= The task =
A faithful copy is needed. Set down all of the data below exactly.

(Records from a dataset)

*** Block opens ***

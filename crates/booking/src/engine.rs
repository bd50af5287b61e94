//! Booking lifecycle engine — owns the status graph for a booking from
//! creation through completion, cancellation, or dispute.

use std::sync::Arc;

use chrono::{DateTime, Duration, Utc};
use serde::{Deserialize, Serialize};
use tracing::info;
use uuid::Uuid;

use adspace_core::error::{MarketError, MarketResult};
use adspace_core::event_bus::{make_event, noop_sink, EventSink};
use adspace_core::types::{Booking, BookingStatus, EventType, PricingQuote};

use crate::state_machine::BookingStateMachine;
use crate::store::BookingStore;
use crate::window::{self, WindowPhase, WindowStatus};

/// Request to create a booking, produced by the external approval flow.
#[derive(Debug, Clone, Serialize, Deserialize)]
pub struct CreateBookingRequest {
    pub space_id: Uuid,
    pub campaign_id: Uuid,
    pub advertiser_id: Uuid,
    pub owner_id: Uuid,
    pub start_date: DateTime<Utc>,
    pub end_date: DateTime<Utc>,
    pub price_per_day: f64,
    pub installation_fee: f64,
    pub platform_fee_percent: f64,
}

/// Core booking engine over the in-memory store.
#[derive(Clone)]
pub struct BookingEngine {
    store: Arc<BookingStore>,
    machine: BookingStateMachine,
    event_sink: Arc<dyn EventSink>,
    window_days: i64,
}

impl std::fmt::Debug for BookingEngine {
    fn fmt(&self, f: &mut std::fmt::Formatter<'_>) -> std::fmt::Result {
        f.debug_struct("BookingEngine")
            .field("window_days", &self.window_days)
            .finish()
    }
}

*** Block closes ***

= Exercise output =
filename crates/booking/src/engine.rs
repository bd50af5287b61e94
//! Booking lifecycle engine — owns the status graph for a booking from
//! creation through completion, cancellation, or dispute.

use std::sync::Arc;

use chrono::{DateTime, Duration, Utc};
use serde::{Deserialize, Serialize};
use tracing::info;
use uuid::Uuid;

use adspace_core::error::{MarketError, MarketResult};
use adspace_core::event_bus::{make_event, noop_sink, EventSink};
use adspace_core::types::{Booking, BookingStatus, EventType, PricingQuote};

use crate::state_machine::BookingStateMachine;
use crate::store::BookingStore;
use crate::window::{self, WindowPhase, WindowStatus};

/// Request to create a booking, produced by the external approval flow.
#[derive(Debug, Clone, Serialize, Deserialize)]
pub struct CreateBookingRequest {
    pub space_id: Uuid,
    pub campaign_id: Uuid,
    pub advertiser_id: Uuid,
    pub owner_id: Uuid,
    pub start_date: DateTime<Utc>,
    pub end_date: DateTime<Utc>,
    pub price_per_day: f64,
    pub installation_fee: f64,
    pub platform_fee_percent: f64,
}

/// Core booking engine over the in-memory store.
#[derive(Clone)]
pub struct BookingEngine {
    store: Arc<BookingStore>,
    machine: BookingStateMachine,
    event_sink: Arc<dyn EventSink>,
    window_days: i64,
}

impl std::fmt::Debug for BookingEngine {
    fn fmt(&self, f: &mut std::fmt::Formatter<'_>) -> std::fmt::Result {
        f.debug_struct("BookingEngine")
            .field("window_days", &self.window_days)
            .finish()
    }
}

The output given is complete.